In general, the drugs used in the acute period are continued during the preventive treatment. Since bipolar disorder is a lifelong chronic mental disorder with recurrent attacks, the recurrent character of the disorder, leading to disability, high morbidity (number of people who have the disease) and suicide risk, frequency of concomitant alcohol and substance use, and increase in the number of periods are associated with it. Due to the worsening of the prognosis (the course of the disease), it is recommended to continue with the doctor consultations and psychotherapy with preventive treatment, in addition to the treatment of crisis periods.

Goals of Conservation Therapy

  1. Preventing new manic, depressive and mixed symptoms,
  2. Reducing the number and severity of periods,
  3. Shortening the duration of the disease crisis,
  4. Prolonging the duration of healthy processes,
  5. Prevention of suicide attempts,
  6. Reducing hospitalizations,
  7. Increasing people’s life functionality.
  • What is Seasonal Affective Disorder?

Seasonal affective disorder, called seasonally recurrent depression, is a type of depression that tends to occur (and recurs) when the autumn and winter days get shorter. The incidence of seasonal affective disorder increases in people who live further from the equator. One of the most important features in the course of bipolar disorder is that it shows seasonality, while patients experience mania and euphoria in the spring and summer months, they may feel depressed and depressed in the autumn and winter months. During the transition from spring to summer, impulsive and reactive behaviors, increased aggression, outbursts of anger, excessive spending can be observed.
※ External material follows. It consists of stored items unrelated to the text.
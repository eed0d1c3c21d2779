//! Configuration for pagedex.
//!
//! Settings come from a TOML file (by default
//! `~/.config/pagedex/config.toml`) overlaid with `PAGEDEX__<SECTION>__<KEY>`
//! environment variables. Every field has a default, so a missing file or a
//! partial one is fine.

use std::collections::HashMap;
use std::path::{Path, PathBuf};
use std::time::Duration;

use anyhow::{Context, Result};
use serde::{Deserialize, Serialize};
use thiserror::Error;

/// Prefix of environment overrides.
pub const ENV_PREFIX: &str = "PAGEDEX";

/// Separator between section and key in environment overrides.
pub const ENV_SEPARATOR: &str = "__";

/// Errors raised when a loaded configuration is unusable.
#[derive(Error, Debug, PartialEq)]
pub enum ConfigError {
    #[error("embeddings.dimensions must be greater than zero")]
    ZeroDimensions,

    #[error("jobs.workers must be at least 1")]
    NoWorkers,

    #[error("jobs.max_attempts must be at least 1")]
    NoAttempts,

    #[error("search.min_score must be within [-1, 1], got {0}")]
    MinScoreOutOfRange(f32),

    #[error("vector_store.qdrant_url is required for the qdrant backend")]
    MissingQdrantUrl,
}

/// Top-level configuration.
#[derive(Debug, Clone, PartialEq, Serialize, Deserialize)]
#[serde(default)]
pub struct Config {
    /// SQLite file holding units, links and jobs
    pub database_path: String,
    pub embeddings: EmbeddingsConfig,
    pub vector_store: VectorStoreConfig,
    pub extraction: ExtractionConfig,
    pub search: SearchConfig,
    pub jobs: JobsConfig,
    pub watcher: WatcherConfig,
}

impl Default for Config {
    fn default() -> Self {
        let database_path = dirs::data_dir()
            .map(|dir| dir.join("pagedex").join("index.db"))
            .unwrap_or_else(|| PathBuf::from("pagedex.db"));
        Self {
            database_path: database_path.to_string_lossy().into_owned(),
            embeddings: EmbeddingsConfig::default(),
            vector_store: VectorStoreConfig::default(),
            extraction: ExtractionConfig::default(),
            search: SearchConfig::default(),
            jobs: JobsConfig::default(),
            watcher: WatcherConfig::default(),
        }
    }
}

/// Embedding service settings.
#[derive(Debug, Clone, PartialEq, Serialize, Deserialize)]
#[serde(default)]
pub struct EmbeddingsConfig {
    pub base_url: String,
    /// Literal key or `${VAR}` to read it from the environment
    #[serde(skip_serializing_if = "Option::is_none")]
    pub api_key: Option<String>,
    #[serde(skip_serializing_if = "Option::is_none")]
    pub model: Option<String>,
    pub dimensions: usize,
    pub timeout_secs: u64,
    pub max_retries: u32,
    pub retry_base_ms: u64,
    pub retry_max_ms: u64,
    /// Stop retrying once this much time has passed
    pub retry_window_secs: u64,
}

impl Default for EmbeddingsConfig {
    fn default() -> Self {
        Self {
            base_url: "http://localhost:8080/embed".to_string(),
            api_key: None,
            model: None,
            dimensions: 768,
            timeout_secs: 30,
            max_retries: 3,
            retry_base_ms: 200,
            retry_max_ms: 5_000,
            retry_window_secs: 30,
        }
    }
}

impl EmbeddingsConfig {
    pub fn timeout(&self) -> Duration {
        Duration::from_secs(self.timeout_secs)
    }

    /// API key with `${VAR}` references resolved. Unset variables and empty
    /// keys yield `None`.
    pub fn resolved_api_key(&self) -> Option<String> {
        resolve_api_key_optional(&self.api_key)
    }
}

/// Where embedding vectors live.
#[derive(Debug, Clone, Copy, PartialEq, Eq, Serialize, Deserialize)]
#[serde(rename_all = "lowercase")]
pub enum VectorBackend {
    /// Process-local store, lost on exit
    Memory,
    Qdrant,
}

#[derive(Debug, Clone, PartialEq, Serialize, Deserialize)]
#[serde(default)]
pub struct VectorStoreConfig {
    pub backend: VectorBackend,
    pub qdrant_url: String,
    #[serde(skip_serializing_if = "Option::is_none")]
    pub qdrant_api_key: Option<String>,
    pub collection_name: String,
}

impl Default for VectorStoreConfig {
    fn default() -> Self {
        Self {
            backend: VectorBackend::Qdrant,
            qdrant_url: "http://localhost:6334".to_string(),
            qdrant_api_key: None,
            collection_name: "pagedex-units".to_string(),
        }
    }
}

impl VectorStoreConfig {
    pub fn resolved_api_key(&self) -> Option<String> {
        resolve_api_key_optional(&self.qdrant_api_key)
    }
}

/// Which nodes become units. Unset type lists keep the built-in ones.
#[derive(Debug, Clone, PartialEq, Serialize, Deserialize)]
#[serde(default)]
pub struct ExtractionConfig {
    #[serde(skip_serializing_if = "Option::is_none")]
    pub indexable_types: Option<Vec<String>>,
    #[serde(skip_serializing_if = "Option::is_none")]
    pub skip_types: Option<Vec<String>>,
    pub min_text_len: usize,
}

impl Default for ExtractionConfig {
    fn default() -> Self {
        Self {
            indexable_types: None,
            skip_types: None,
            min_text_len: 10,
        }
    }
}

#[derive(Debug, Clone, PartialEq, Serialize, Deserialize)]
#[serde(default)]
pub struct SearchConfig {
    pub limit: usize,
    pub min_score: f32,
}

impl Default for SearchConfig {
    fn default() -> Self {
        Self {
            limit: 10,
            min_score: 0.6,
        }
    }
}

/// Job queue and worker pool settings.
#[derive(Debug, Clone, PartialEq, Serialize, Deserialize)]
#[serde(default)]
pub struct JobsConfig {
    pub workers: usize,
    /// Failures before a job is dead-lettered
    pub max_attempts: u32,
    pub backoff_base_ms: u64,
    pub backoff_max_ms: u64,
    pub backoff_jitter: f64,
    pub timeout_secs: u64,
}

impl Default for JobsConfig {
    fn default() -> Self {
        Self {
            workers: 1,
            max_attempts: 5,
            backoff_base_ms: 2_000,
            backoff_max_ms: 300_000,
            backoff_jitter: 0.2,
            timeout_secs: 300,
        }
    }
}

impl JobsConfig {
    pub fn timeout(&self) -> Duration {
        Duration::from_secs(self.timeout_secs)
    }
}

#[derive(Debug, Clone, PartialEq, Serialize, Deserialize)]
#[serde(default)]
pub struct WatcherConfig {
    pub debounce_ms: u64,
}

impl Default for WatcherConfig {
    fn default() -> Self {
        Self { debounce_ms: 500 }
    }
}

impl WatcherConfig {
    pub fn debounce(&self) -> Duration {
        Duration::from_millis(self.debounce_ms)
    }
}

impl Config {
    /// Load from `path`, or from the default location when `None`, then
    /// apply environment overrides.
    pub fn load(path: Option<&Path>) -> Result<Self> {
        Self::load_with_env(path, None)
    }

    /// Like [`Config::load`], reading overrides from `env` instead of the
    /// process environment when given.
    pub fn load_with_env(path: Option<&Path>, env: Option<HashMap<String, String>>) -> Result<Self> {
        let path = match path {
            Some(path) => Some(path.to_path_buf()),
            None => default_config_path(),
        };

        let mut builder = config::Config::builder();
        if let Some(path) = &path {
            builder = builder.add_source(config::File::from(path.as_path()).required(false));
        }
        builder = builder.add_source(
            config::Environment::with_prefix(ENV_PREFIX)
                .separator(ENV_SEPARATOR)
                .source(env.map(|vars| vars.into_iter().collect())),
        );

        let config: Config = builder
            .build()
            .context("Failed to read configuration")?
            .try_deserialize()
            .context("Failed to parse configuration")?;
        config.validate()?;
        Ok(config)
    }

    /// Reject settings no component can run with.
    pub fn validate(&self) -> Result<(), ConfigError> {
        if self.embeddings.dimensions == 0 {
            return Err(ConfigError::ZeroDimensions);
        }
        if self.jobs.workers == 0 {
            return Err(ConfigError::NoWorkers);
        }
        if self.jobs.max_attempts == 0 {
            return Err(ConfigError::NoAttempts);
        }
        if !(-1.0..=1.0).contains(&self.search.min_score) {
            return Err(ConfigError::MinScoreOutOfRange(self.search.min_score));
        }
        if self.vector_store.backend == VectorBackend::Qdrant
            && self.vector_store.qdrant_url.trim().is_empty()
        {
            return Err(ConfigError::MissingQdrantUrl);
        }
        Ok(())
    }

    /// Database path with `~` and environment variables expanded.
    pub fn database_path(&self) -> Result<PathBuf> {
        expand_path(&self.database_path)
    }

    /// Write the default configuration to `path`, creating parent
    /// directories. An existing file is only replaced when `force` is set.
    pub fn write_default(path: &Path, force: bool) -> Result<()> {
        if path.exists() && !force {
            anyhow::bail!("{} already exists", path.display());
        }
        if let Some(parent) = path.parent() {
            std::fs::create_dir_all(parent)
                .with_context(|| format!("Failed to create {}", parent.display()))?;
        }
        let contents =
            toml::to_string_pretty(&Config::default()).context("Failed to serialize defaults")?;
        std::fs::write(path, contents)
            .with_context(|| format!("Failed to write {}", path.display()))?;
        Ok(())
    }
}

/// `~/.config/pagedex/config.toml` on Linux; the platform equivalent
/// elsewhere.
pub fn default_config_path() -> Option<PathBuf> {
    dirs::config_dir().map(|dir| dir.join("pagedex").join("config.toml"))
}

/// Expand `~` and `$VAR` / `${VAR}` in a path.
pub fn expand_path(path: &str) -> Result<PathBuf> {
    let expanded =
        shellexpand::full(path).with_context(|| format!("Failed to expand path {}", path))?;
    Ok(PathBuf::from(expanded.as_ref()))
}

/// Resolve an API key that may be a `${VAR}` reference.
fn resolve_api_key_optional(api_key: &Option<String>) -> Option<String> {
    match api_key {
        Some(key) if key.starts_with("${") && key.ends_with('}') => {
            let var_name = &key[2..key.len() - 1];
            std::env::var(var_name).ok().filter(|v| !v.is_empty())
        }
        Some(key) if !key.is_empty() => Some(key.clone()),
        _ => None,
    }
}
//! Extraction of indexable text units from a document tree.
//!
//! A unit is a text-bearing block (paragraph, heading, list item...) with a
//! stable id. The extractor walks the tree with an explicit stack, gathers the
//! text that belongs to each unit and drops units whose text is too short to
//! be worth embedding. Subtrees of verbatim content such as code blocks are
//! never entered.

use std::collections::HashSet;

use serde::{Deserialize, Serialize};
use tracing::{debug, warn};

use crate::document::{Document, Node};

/// Default node types that form units.
pub const DEFAULT_INDEXABLE_TYPES: &[&str] = &[
    "paragraph",
    "heading",
    "listItem",
    "checkListItem",
    "quote",
    "callout",
    "tableCell",
];

/// Default node types whose subtrees are never indexed.
pub const DEFAULT_SKIP_TYPES: &[&str] = &["codeBlock", "code", "math", "image", "embed"];

/// Default minimum unit length, in characters, after whitespace normalization.
pub const DEFAULT_MIN_TEXT_LEN: usize = 10;

/// Configuration for the tree extractor.
#[derive(Debug, Clone, PartialEq, Eq)]
pub struct ExtractorConfig {
    /// Node types that become units
    pub indexable_types: HashSet<String>,
    /// Node types whose subtrees are skipped entirely
    pub skip_types: HashSet<String>,
    /// Units shorter than this many characters are dropped
    pub min_text_len: usize,
}

impl Default for ExtractorConfig {
    fn default() -> Self {
        Self {
            indexable_types: DEFAULT_INDEXABLE_TYPES.iter().map(|s| s.to_string()).collect(),
            skip_types: DEFAULT_SKIP_TYPES.iter().map(|s| s.to_string()).collect(),
            min_text_len: DEFAULT_MIN_TEXT_LEN,
        }
    }
}

/// A unit of text extracted from a document.
#[derive(Debug, Clone, PartialEq, Eq, Serialize, Deserialize)]
pub struct ExtractedUnit {
    /// Stable id of the block the text came from
    pub unit_id: String,
    /// Whitespace-normalized text
    pub text: String,
}

/// Text accumulated for one unit during the walk.
struct UnitBuffer {
    unit_id: String,
    text: String,
}

impl UnitBuffer {
    fn push(&mut self, piece: &str) {
        self.text.push_str(piece);
    }

    fn push_break(&mut self) {
        if !self.text.is_empty() && !self.text.ends_with(char::is_whitespace) {
            self.text.push(' ');
        }
    }
}

/// Walks documents and emits their indexable units.
#[derive(Debug, Clone, Default)]
pub struct TreeExtractor {
    config: ExtractorConfig,
}

impl TreeExtractor {
    /// Create a new extractor.
    pub fn new(config: ExtractorConfig) -> Self {
        Self { config }
    }

    /// Whether a node type forms a unit.
    pub fn is_indexable(&self, kind: &str) -> bool {
        self.config.indexable_types.contains(kind)
    }

    /// Extract all units of `doc`, in document order.
    ///
    /// Text is attributed to the nearest indexable ancestor that has an id.
    /// A nested unit owns its own text; it does not also count towards the
    /// enclosing unit. When two nodes share an id, the first one wins.
    pub fn extract(&self, doc: &Document) -> Vec<ExtractedUnit> {
        let all = self.unit_texts(doc);
        let total = all.len();
        let units: Vec<ExtractedUnit> = all
            .into_iter()
            .filter(|unit| {
                !unit.text.is_empty() && unit.text.chars().count() >= self.config.min_text_len
            })
            .collect();

        debug!(
            "Extracted {} units ({} below threshold)",
            units.len(),
            total - units.len()
        );
        units
    }

    /// Every unit of `doc` with its normalized text, ignoring the length
    /// threshold.
    pub fn unit_texts(&self, doc: &Document) -> Vec<ExtractedUnit> {
        let mut buffers: Vec<UnitBuffer> = Vec::new();
        let mut seen: HashSet<&str> = HashSet::new();
        let mut stack: Vec<(&Node, Option<usize>)> =
            doc.roots.iter().rev().map(|node| (node, None)).collect();

        while let Some((node, owner)) = stack.pop() {
            match node {
                Node::Container { kind, id, children } => {
                    if self.config.skip_types.contains(kind) {
                        continue;
                    }
                    if let Some(o) = owner {
                        buffers[o].push_break();
                    }

                    let mut child_owner = owner;
                    if self.is_indexable(kind) {
                        if let Some(id) = id {
                            if seen.insert(id.as_str()) {
                                buffers.push(UnitBuffer {
                                    unit_id: id.clone(),
                                    text: String::new(),
                                });
                                child_owner = Some(buffers.len() - 1);
                            } else {
                                warn!("Duplicate unit id {} in document, keeping first", id);
                            }
                        }
                    }

                    for child in children.iter().rev() {
                        stack.push((child, child_owner));
                    }
                }
                Node::Text(text) => {
                    if let Some(o) = owner {
                        buffers[o].push(text);
                    }
                }
                Node::PageRef { label, .. } => {
                    if let (Some(o), Some(label)) = (owner, label) {
                        buffers[o].push(label);
                    }
                }
                Node::BlockRef { snippet, .. } => {
                    if let (Some(o), Some(snippet)) = (owner, snippet) {
                        buffers[o].push(snippet);
                    }
                }
            }
        }

        buffers
            .into_iter()
            .map(|buffer| ExtractedUnit {
                unit_id: buffer.unit_id,
                text: normalize_whitespace(&buffer.text),
            })
            .collect()
    }
}

/// Collapse whitespace runs into single spaces and trim the ends.
pub fn normalize_whitespace(text: &str) -> String {
    text.split_whitespace().collect::<Vec<_>>().join(" ")
}

/// Cut `text` to at most `max_chars` characters, marking the cut with an
/// ellipsis.
pub fn truncate_chars(text: &str, max_chars: usize) -> String {
    match text.char_indices().nth(max_chars) {
        Some((idx, _)) => format!("{}...", text[..idx].trim_end()),
        None => text.to_string(),
    }
}

#[cfg(test)]
mod tests {
    use super::*;

    fn para(id: &str, text: &str) -> Node {
        Node::container("paragraph", Some(id), vec![Node::text(text)])
    }

    fn doc(children: Vec<Node>) -> Document {
        Document::new(vec![Node::container("doc", None, children)])
    }

    #[test]
    fn test_extract_simple_paragraphs() {
        let extractor = TreeExtractor::default();
        let units = extractor.extract(&doc(vec![
            para("p1", "The quick brown fox"),
            para("p2", "jumps over the lazy dog"),
        ]));

        assert_eq!(units.len(), 2);
        assert_eq!(units[0].unit_id, "p1");
        assert_eq!(units[0].text, "The quick brown fox");
        assert_eq!(units[1].unit_id, "p2");
    }

    #[test]
    fn test_extract_drops_short_units() {
        let extractor = TreeExtractor::default();
        let units = extractor.extract(&doc(vec![
            para("short", "hi"),
            para("empty", "   "),
            para("long", "long enough to index"),
        ]));

        let ids: Vec<&str> = units.iter().map(|u| u.unit_id.as_str()).collect();
        assert_eq!(ids, vec!["long"]);
    }

    #[test]
    fn test_threshold_is_inclusive() {
        let extractor = TreeExtractor::new(ExtractorConfig {
            min_text_len: 5,
            ..Default::default()
        });
        let units = extractor.extract(&doc(vec![para("a", "abcd"), para("b", "abcde")]));
        assert_eq!(units.len(), 1);
        assert_eq!(units[0].unit_id, "b");
    }

    #[test]
    fn test_extract_skips_code_blocks() {
        let extractor = TreeExtractor::default();
        let code = Node::container(
            "codeBlock",
            Some("c1"),
            vec![para("inner", "fn main() { println!(\"hello\"); }")],
        );
        let units = extractor.extract(&doc(vec![code, para("p1", "prose paragraph text")]));

        let ids: Vec<&str> = units.iter().map(|u| u.unit_id.as_str()).collect();
        assert_eq!(ids, vec!["p1"]);
    }

    #[test]
    fn test_nested_units_own_their_text() {
        let extractor = TreeExtractor::default();
        let item = Node::container(
            "listItem",
            Some("li"),
            vec![
                Node::text("list item own text"),
                para("nested", "nested paragraph text"),
            ],
        );
        let units = extractor.extract(&doc(vec![item]));

        assert_eq!(units.len(), 2);
        assert_eq!(units[0].unit_id, "li");
        assert_eq!(units[0].text, "list item own text");
        assert_eq!(units[1].unit_id, "nested");
        assert_eq!(units[1].text, "nested paragraph text");
    }

    #[test]
    fn test_text_concatenated_across_inline_nodes() {
        let extractor = TreeExtractor::default();
        let p = Node::container(
            "paragraph",
            Some("p"),
            vec![
                Node::text("See "),
                Node::PageRef {
                    page_id: "b".to_string(),
                    label: Some("Page B".to_string()),
                },
                Node::text("   for   details"),
            ],
        );
        let units = extractor.extract(&doc(vec![p]));
        assert_eq!(units[0].text, "See Page B for details");
    }

    #[test]
    fn test_unit_without_id_is_not_emitted() {
        let extractor = TreeExtractor::default();
        let p = Node::container("paragraph", None, vec![Node::text("no stable id here")]);
        assert!(extractor.extract(&doc(vec![p])).is_empty());
    }

    #[test]
    fn test_duplicate_ids_keep_first() {
        let extractor = TreeExtractor::default();
        let units = extractor.extract(&doc(vec![
            para("dup", "first occurrence text"),
            para("dup", "second occurrence text"),
        ]));
        assert_eq!(units.len(), 1);
        assert_eq!(units[0].text, "first occurrence text");
    }

    #[test]
    fn test_block_children_are_separated() {
        let extractor = TreeExtractor::default();
        let cell = Node::container(
            "tableCell",
            Some("cell"),
            vec![
                Node::container("line", None, vec![Node::text("first")]),
                Node::container("line", None, vec![Node::text("second")]),
            ],
        );
        let units = extractor.extract(&doc(vec![cell]));
        assert_eq!(units[0].text, "first second");
    }

    #[test]
    fn test_extract_is_repeatable() {
        let extractor = TreeExtractor::default();
        let d = doc(vec![para("p1", "The quick brown fox")]);
        assert_eq!(extractor.extract(&d), extractor.extract(&d));
    }

    #[test]
    fn test_unit_texts_ignore_threshold() {
        let extractor = TreeExtractor::default();
        let units =
            extractor.unit_texts(&doc(vec![para("a", "tiny"), para("b", "long enough text")]));
        assert_eq!(units.len(), 2);
        assert_eq!(units[0].text, "tiny");
    }

    #[test]
    fn test_truncate_chars() {
        assert_eq!(truncate_chars("short", 10), "short");
        assert_eq!(truncate_chars("exactly", 7), "exactly");
        assert_eq!(truncate_chars("hello world", 6), "hello...");
        // Multi-byte characters are never split
        assert_eq!(truncate_chars("ééééé", 2), "éé...");
    }

    #[test]
    fn test_deep_tree_does_not_recurse() {
        let extractor = TreeExtractor::default();
        let mut node = para("leaf", "deeply nested paragraph");
        for _ in 0..1_000 {
            node = Node::container("group", None, vec![node]);
        }
        let units = extractor.extract(&Document::new(vec![node]));
        assert_eq!(units.len(), 1);
    }
}
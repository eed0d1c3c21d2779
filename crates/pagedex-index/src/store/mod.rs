//! Semantic index store: one vector per indexed unit.
//!
//! Records are keyed by `(page_id, unit_id)`. Every store has a fixed
//! dimensionality chosen at creation; a vector of any other length is
//! rejected with [`StoreError::DimensionMismatch`] rather than truncated.

pub mod memory;
pub mod qdrant;

pub use memory::MemoryVectorStore;
pub use qdrant::{QdrantConfig, QdrantStore};

use async_trait::async_trait;
use serde::{Deserialize, Serialize};

use crate::error::StoreError;

/// A nearest-neighbor hit.
#[derive(Debug, Clone, PartialEq, Serialize, Deserialize)]
pub struct VectorHit {
    /// Page the unit belongs to
    pub page_id: String,
    /// Unit id within the page
    pub unit_id: String,
    /// Similarity score (higher is better)
    pub score: f32,
}

/// Storage and similarity search over unit embeddings.
#[async_trait]
pub trait VectorStore: Send + Sync {
    /// Create the underlying collection if needed.
    async fn ensure(&self) -> Result<(), StoreError>;

    /// Insert or replace the vector of a unit.
    async fn upsert(&self, page_id: &str, unit_id: &str, vector: Vec<f32>)
        -> Result<(), StoreError>;

    /// Delete the vector of a unit. Deleting a missing record is not an error.
    async fn delete(&self, page_id: &str, unit_id: &str) -> Result<(), StoreError>;

    /// Delete every vector of a page.
    async fn delete_page(&self, page_id: &str) -> Result<(), StoreError>;

    /// Top `k` records by similarity to `query`, best first.
    async fn nearest(&self, query: &[f32], k: usize) -> Result<Vec<VectorHit>, StoreError>;

    /// Number of stored records.
    async fn count(&self) -> Result<usize, StoreError>;

    /// Fixed dimensionality of the store.
    fn dimensions(&self) -> usize;
}

/// Reject vectors whose length differs from the store's dimensionality.
pub fn check_dimensions(expected: usize, vector: &[f32]) -> Result<(), StoreError> {
    if vector.len() != expected {
        return Err(StoreError::DimensionMismatch {
            expected,
            actual: vector.len(),
        });
    }
    Ok(())
}
//! Screen geometry of the grid.
//!
//! Every screen coordinate the game uses is derived from the constants
//! below. Cell centers are where marks are drawn and where the cursor rests.

use super::{Position, ScreenPos};
use tracing::instrument;

/// Cells per side.
pub const BOARD_DIM: usize = 3;
/// Horizontal distance between adjacent cell centers.
pub const CELL_WIDTH: i32 = 6;
/// Vertical distance between adjacent cell centers.
pub const CELL_HEIGHT: i32 = 2;
/// Screen column of the grid's left edge.
pub const START_X: i32 = 4;
/// Screen row of the grid's top edge.
pub const START_Y: i32 = 2;

const DIM: i32 = BOARD_DIM as i32;

/// Screen column of the grid's right edge.
pub const END_X: i32 = START_X + DIM * CELL_WIDTH;
/// Screen row of the grid's bottom edge.
pub const END_Y: i32 = START_Y + DIM * CELL_HEIGHT;

/// Center of the cell at grid column `col` and row `row`.
pub fn cell_center(col: usize, row: usize) -> ScreenPos {
    ScreenPos::new(
        START_X + col as i32 * CELL_WIDTH + CELL_WIDTH / 2,
        START_Y + row as i32 * CELL_HEIGHT + CELL_HEIGHT / 2,
    )
}

/// Lowest cursor coordinate on each axis (inclusive): the first cell center.
pub fn cursor_min() -> ScreenPos {
    ScreenPos::new(START_X + CELL_WIDTH / 2, START_Y + CELL_HEIGHT / 2)
}

/// Cursor limit on each axis (exclusive): one spacing past the last center.
pub fn cursor_max() -> ScreenPos {
    ScreenPos::new(
        START_X + DIM * CELL_WIDTH + CELL_WIDTH / 2,
        START_Y + DIM * CELL_HEIGHT + CELL_HEIGHT / 2,
    )
}

/// Maps a cell center back to its cell.
///
/// Returns `None` for anything that is not exactly a cell center.
#[instrument]
pub fn cell_at(pos: ScreenPos) -> Option<Position> {
    let dx = pos.x - START_X - CELL_WIDTH / 2;
    let dy = pos.y - START_Y - CELL_HEIGHT / 2;
    if dx < 0 || dy < 0 || dx % CELL_WIDTH != 0 || dy % CELL_HEIGHT != 0 {
        return None;
    }
    let col = (dx / CELL_WIDTH) as usize;
    let row = (dy / CELL_HEIGHT) as usize;
    Position::from_grid(col, row)
}

impl Position {
    /// Screen coordinate of this cell's center.
    pub fn center(self) -> ScreenPos {
        cell_center(self.col(), self.row())
    }
}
  • Recommendations for Bipolar Affective Disorder
  1. Get detailed information about disease symptoms and periods, treatment process, drug use, therapy support.
  2. Involve your family in the process and ensure that they are informed.
  3. Monitor early herald signs (unhappiness, agitation, increased spending, sleep disturbances, thoughts of death, sudden decisions and risk taking, etc.) in order to track the transitions of illness.
  4. Disrupting your sleep patterns, drinking alcohol, excessive stress, etc. Avoid situations that trigger the disease.
  5. Do breathing exercises.
  6. Eat regularly.
  7. Have your medical examinations and mood stabilizer blood level follow-ups done regularly.